TUTTI I NOMI. L’amministratore del tribunale e i fratelli del boss Michele Zagaria insieme per nascondere i beni della società sequestrata: chieste 5 condanne

5 Giugno 2025 - 11:26

CASAPESENNA – Cinque persone sono attualmente sotto processo a Santa Maria Capua Vetere nell’ambito di un’inchiesta condotta dalla Guardia di Finanza su un presunto trasferimento fraudolento di beni, volto – secondo l’accusa – a sottrarre un’azienda agricola alle misure patrimoniali disposte dalla magistratura. Ieri, il pubblico ministero Ciro Capasso ha avanzato richieste di condanna per tutti gli imputati.

Al centro della vicenda, un’impresa agricola formalmente intestata a Raffaele Fontana, madre dei fratelli Carmine e Antonio Zagaria, scomparsa lo scorso anno. Tra il 2006 e il 2013, l’azienda sarebbe stata progressivamente svuotata di risorse, macchinari, bestiame e crediti, trasferiti a società apparentemente estranee e intestate a prestanome, al fine di eludere i provvedimenti di sequestro e la possibile confisca.

Secondo la Direzione Distrettuale Antimafia, i promotori di questa operazione sarebbero stati Carmine e Antonio Zagaria, fratelli del boss ergastolano Michele Zagaria, noto come “Capastorta”, figura di spicco del clan dei Casalesi. Per entrambi il PM ha richiesto una condanna a cinque anni di reclusione.
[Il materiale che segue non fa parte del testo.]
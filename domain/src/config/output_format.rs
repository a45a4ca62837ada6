//! Output format value object

use serde::{Deserialize, Serialize};

/// How a critique result is rendered
#[derive(Debug, Clone, Copy, Default, PartialEq, Eq, Serialize, Deserialize)]
#[serde(rename_all = "lowercase")]
pub enum OutputFormat {
    /// Score, every finding and the revision trail
    Full,
    /// Score, final answer and a one-line count per category (default)
    #[default]
    Summary,
    /// The whole outcome as JSON
    Json,
}

#[cfg(test)]
mod tests {
    use super::*;

    #[test]
    fn test_default_is_summary() {
        assert_eq!(OutputFormat::default(), OutputFormat::Summary);
    }

    #[test]
    fn test_serialize_lowercase() {
        let json = serde_json::to_string(&OutputFormat::Full).unwrap();
        assert_eq!(json, "\"full\"");
    }

    #[test]
    fn test_deserialize_lowercase() {
        let format: OutputFormat = serde_json::from_str("\"json\"").unwrap();
        assert_eq!(format, OutputFormat::Json);
    }
}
A fare da prestanome, secondo l’accusa, sarebbero stati Antonio Zagaria (omonimo, ma senza legami familiari con il clan), residente a Casagiove, e il fratello Fernando. Per il primo, la procura ha richiesto 14 anni di reclusione, per il secondo 5. Tutti e quattro i soggetti rispondono di trasferimento fraudolento di beni aggravato dall’agevolazione al clan camorristico.

Sotto processo anche Aristide Casella, amministratore giudiziario nominato per la gestione dell’azienda, per il quale sono stati chiesti 5 anni. Al professionista, originario del Vomero, la DDA contesta reati quali rifiuto d’atti d’ufficio, sottrazione di beni sequestrati e favoreggiamento reale. Secondo l’accusa, Casella avrebbe consapevolmente tollerato, se non addirittura favorito, la gestione occulta da parte dei fratelli Zagaria, consentendo loro di continuare a beneficiare dei profitti aziendali.

Ulteriori accuse pendono su Antonio Zagaria di Casagiove, ritenuto coinvolto anche in un concorso esterno in associazione mafiosa. A lui viene attribuito il ruolo di intermediario nelle operazioni contabili fittizie – tra cui sovrafatturazioni e sottofatturazioni – che avrebbero consentito la creazione di fondi neri destinati in parte alla famiglia del boss e in parte a suo personale vantaggio.